[Opening Records provided section]

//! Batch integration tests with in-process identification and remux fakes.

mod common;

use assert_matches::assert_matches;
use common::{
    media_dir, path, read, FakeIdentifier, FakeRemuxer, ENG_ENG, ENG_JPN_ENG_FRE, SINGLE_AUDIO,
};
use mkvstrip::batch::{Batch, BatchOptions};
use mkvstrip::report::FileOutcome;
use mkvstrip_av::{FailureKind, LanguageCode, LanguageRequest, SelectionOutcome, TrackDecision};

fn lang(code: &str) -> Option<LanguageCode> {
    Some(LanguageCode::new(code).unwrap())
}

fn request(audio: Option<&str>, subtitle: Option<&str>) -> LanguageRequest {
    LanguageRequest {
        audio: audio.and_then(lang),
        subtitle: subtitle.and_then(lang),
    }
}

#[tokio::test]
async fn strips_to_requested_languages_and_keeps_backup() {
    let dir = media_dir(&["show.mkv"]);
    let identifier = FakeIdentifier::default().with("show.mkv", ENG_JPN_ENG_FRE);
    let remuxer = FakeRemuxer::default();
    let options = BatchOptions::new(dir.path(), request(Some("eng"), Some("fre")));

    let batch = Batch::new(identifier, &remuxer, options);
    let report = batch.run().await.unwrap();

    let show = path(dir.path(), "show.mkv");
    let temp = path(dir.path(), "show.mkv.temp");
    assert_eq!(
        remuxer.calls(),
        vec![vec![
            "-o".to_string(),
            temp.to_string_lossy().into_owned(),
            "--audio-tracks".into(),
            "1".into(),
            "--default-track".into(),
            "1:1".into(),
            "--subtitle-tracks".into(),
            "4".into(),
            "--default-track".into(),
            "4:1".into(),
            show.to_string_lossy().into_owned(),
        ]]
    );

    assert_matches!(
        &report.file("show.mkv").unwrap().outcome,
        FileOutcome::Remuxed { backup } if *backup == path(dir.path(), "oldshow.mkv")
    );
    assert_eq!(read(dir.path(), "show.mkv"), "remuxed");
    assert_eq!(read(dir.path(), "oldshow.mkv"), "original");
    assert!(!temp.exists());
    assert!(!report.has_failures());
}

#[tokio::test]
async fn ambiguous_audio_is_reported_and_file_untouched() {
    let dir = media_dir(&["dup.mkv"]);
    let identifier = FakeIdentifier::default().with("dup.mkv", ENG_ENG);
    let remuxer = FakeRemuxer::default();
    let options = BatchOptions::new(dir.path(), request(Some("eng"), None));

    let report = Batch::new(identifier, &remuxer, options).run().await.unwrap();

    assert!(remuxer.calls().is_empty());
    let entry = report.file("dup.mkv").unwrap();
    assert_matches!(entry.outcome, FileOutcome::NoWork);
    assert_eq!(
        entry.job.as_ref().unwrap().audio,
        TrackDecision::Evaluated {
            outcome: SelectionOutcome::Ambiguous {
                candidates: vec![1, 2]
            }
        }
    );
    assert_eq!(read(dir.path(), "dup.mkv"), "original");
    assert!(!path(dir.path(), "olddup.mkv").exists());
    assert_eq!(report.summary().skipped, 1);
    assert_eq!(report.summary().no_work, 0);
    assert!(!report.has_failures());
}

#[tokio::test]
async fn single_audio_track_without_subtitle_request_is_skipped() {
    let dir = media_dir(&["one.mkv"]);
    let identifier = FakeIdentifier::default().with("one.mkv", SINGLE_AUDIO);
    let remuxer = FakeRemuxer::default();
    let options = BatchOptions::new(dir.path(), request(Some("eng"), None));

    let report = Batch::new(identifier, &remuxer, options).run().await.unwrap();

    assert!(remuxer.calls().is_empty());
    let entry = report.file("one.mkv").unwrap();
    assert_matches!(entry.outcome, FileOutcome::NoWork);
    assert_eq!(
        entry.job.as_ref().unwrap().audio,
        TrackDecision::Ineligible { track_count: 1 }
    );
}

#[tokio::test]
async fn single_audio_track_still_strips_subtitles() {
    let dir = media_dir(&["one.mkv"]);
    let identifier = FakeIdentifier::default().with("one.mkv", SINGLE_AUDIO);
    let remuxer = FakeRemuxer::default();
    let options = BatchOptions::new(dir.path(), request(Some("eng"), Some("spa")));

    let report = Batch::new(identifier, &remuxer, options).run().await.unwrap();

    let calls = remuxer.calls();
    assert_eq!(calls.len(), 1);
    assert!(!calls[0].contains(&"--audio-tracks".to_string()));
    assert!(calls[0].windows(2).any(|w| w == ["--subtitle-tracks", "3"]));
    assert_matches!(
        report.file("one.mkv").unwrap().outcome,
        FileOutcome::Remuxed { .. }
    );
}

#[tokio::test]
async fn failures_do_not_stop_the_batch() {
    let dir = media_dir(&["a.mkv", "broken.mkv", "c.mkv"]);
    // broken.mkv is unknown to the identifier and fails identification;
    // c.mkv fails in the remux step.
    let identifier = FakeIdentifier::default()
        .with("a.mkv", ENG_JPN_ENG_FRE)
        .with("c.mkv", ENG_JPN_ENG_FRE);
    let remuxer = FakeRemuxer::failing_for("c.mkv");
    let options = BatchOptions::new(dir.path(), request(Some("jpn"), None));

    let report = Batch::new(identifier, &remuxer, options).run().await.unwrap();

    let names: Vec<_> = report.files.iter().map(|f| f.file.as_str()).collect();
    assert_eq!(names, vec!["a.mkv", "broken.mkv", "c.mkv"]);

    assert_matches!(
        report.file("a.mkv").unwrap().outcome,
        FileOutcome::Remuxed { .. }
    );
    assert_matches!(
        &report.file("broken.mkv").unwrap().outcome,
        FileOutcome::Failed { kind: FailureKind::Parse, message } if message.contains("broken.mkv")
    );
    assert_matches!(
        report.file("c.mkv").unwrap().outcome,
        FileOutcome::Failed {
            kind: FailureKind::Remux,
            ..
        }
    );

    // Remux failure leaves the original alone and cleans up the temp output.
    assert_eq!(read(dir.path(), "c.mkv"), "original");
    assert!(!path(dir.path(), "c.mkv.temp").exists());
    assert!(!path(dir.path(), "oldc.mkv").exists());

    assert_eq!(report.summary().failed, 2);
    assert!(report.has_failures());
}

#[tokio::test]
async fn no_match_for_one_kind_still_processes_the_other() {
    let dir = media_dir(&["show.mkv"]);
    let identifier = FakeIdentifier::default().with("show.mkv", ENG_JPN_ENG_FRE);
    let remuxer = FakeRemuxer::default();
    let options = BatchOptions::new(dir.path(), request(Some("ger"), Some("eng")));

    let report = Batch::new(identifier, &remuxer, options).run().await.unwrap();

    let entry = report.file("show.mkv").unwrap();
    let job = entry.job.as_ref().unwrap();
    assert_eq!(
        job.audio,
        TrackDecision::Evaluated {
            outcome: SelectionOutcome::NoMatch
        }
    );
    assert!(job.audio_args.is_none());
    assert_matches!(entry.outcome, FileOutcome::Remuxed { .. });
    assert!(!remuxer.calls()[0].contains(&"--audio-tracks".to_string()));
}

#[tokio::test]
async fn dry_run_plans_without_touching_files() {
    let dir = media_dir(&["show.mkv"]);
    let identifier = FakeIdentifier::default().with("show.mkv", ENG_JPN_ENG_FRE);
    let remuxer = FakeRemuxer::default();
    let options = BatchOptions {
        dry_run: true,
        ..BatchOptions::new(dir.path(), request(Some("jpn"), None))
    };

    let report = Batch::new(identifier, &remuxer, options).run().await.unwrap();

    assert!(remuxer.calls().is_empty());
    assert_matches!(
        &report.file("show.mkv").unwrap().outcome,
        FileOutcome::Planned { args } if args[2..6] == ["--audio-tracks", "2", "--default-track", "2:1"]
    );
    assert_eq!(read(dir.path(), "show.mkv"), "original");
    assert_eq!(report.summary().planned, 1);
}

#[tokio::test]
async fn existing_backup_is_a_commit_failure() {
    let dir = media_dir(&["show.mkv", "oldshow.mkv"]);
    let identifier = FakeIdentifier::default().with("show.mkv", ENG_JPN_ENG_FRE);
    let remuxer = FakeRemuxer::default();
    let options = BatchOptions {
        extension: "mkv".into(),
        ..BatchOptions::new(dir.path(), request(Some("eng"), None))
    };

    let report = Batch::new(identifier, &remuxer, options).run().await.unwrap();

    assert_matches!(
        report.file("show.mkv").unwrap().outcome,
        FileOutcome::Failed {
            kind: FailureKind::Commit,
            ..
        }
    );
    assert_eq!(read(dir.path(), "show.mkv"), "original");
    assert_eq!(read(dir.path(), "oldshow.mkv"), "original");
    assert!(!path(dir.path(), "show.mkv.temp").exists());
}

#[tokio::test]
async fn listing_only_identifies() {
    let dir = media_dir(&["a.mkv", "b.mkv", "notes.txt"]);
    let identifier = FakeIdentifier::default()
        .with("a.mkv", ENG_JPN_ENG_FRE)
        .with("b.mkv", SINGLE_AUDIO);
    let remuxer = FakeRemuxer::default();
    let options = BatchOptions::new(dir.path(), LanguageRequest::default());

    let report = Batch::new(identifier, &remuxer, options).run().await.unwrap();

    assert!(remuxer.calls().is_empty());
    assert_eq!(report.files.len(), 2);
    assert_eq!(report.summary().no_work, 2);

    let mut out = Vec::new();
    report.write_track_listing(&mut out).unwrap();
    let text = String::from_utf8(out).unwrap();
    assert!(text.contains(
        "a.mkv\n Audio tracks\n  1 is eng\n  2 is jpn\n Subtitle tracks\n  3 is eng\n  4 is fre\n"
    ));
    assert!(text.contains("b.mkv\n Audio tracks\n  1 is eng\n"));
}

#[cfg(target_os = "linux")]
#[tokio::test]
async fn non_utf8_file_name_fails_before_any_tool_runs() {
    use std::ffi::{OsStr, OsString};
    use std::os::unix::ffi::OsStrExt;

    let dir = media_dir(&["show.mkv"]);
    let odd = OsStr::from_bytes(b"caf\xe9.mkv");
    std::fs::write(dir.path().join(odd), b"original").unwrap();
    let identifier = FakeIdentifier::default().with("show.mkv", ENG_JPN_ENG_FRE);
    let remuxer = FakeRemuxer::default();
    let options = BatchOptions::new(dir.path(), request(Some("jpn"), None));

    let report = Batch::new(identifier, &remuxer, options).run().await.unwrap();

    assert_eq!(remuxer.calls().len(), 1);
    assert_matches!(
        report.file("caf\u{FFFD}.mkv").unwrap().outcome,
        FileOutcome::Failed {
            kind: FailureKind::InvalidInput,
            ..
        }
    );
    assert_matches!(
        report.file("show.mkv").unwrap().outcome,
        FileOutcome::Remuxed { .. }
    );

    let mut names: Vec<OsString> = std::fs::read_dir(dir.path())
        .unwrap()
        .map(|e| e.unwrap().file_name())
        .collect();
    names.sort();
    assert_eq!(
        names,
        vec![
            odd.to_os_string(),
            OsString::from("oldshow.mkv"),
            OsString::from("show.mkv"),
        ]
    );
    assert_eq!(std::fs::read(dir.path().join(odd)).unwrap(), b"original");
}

[Closing Records provided section]

(What the task asks) Take from the entries every line that has the string "LanguageRequest".

(The completed task)
use mkvstrip_av::{FailureKind, LanguageCode, LanguageRequest, SelectionOutcome, TrackDecision};
fn request(audio: Option<&str>, subtitle: Option<&str>) -> LanguageRequest {
    LanguageRequest {
    let options = BatchOptions::new(dir.path(), LanguageRequest::default());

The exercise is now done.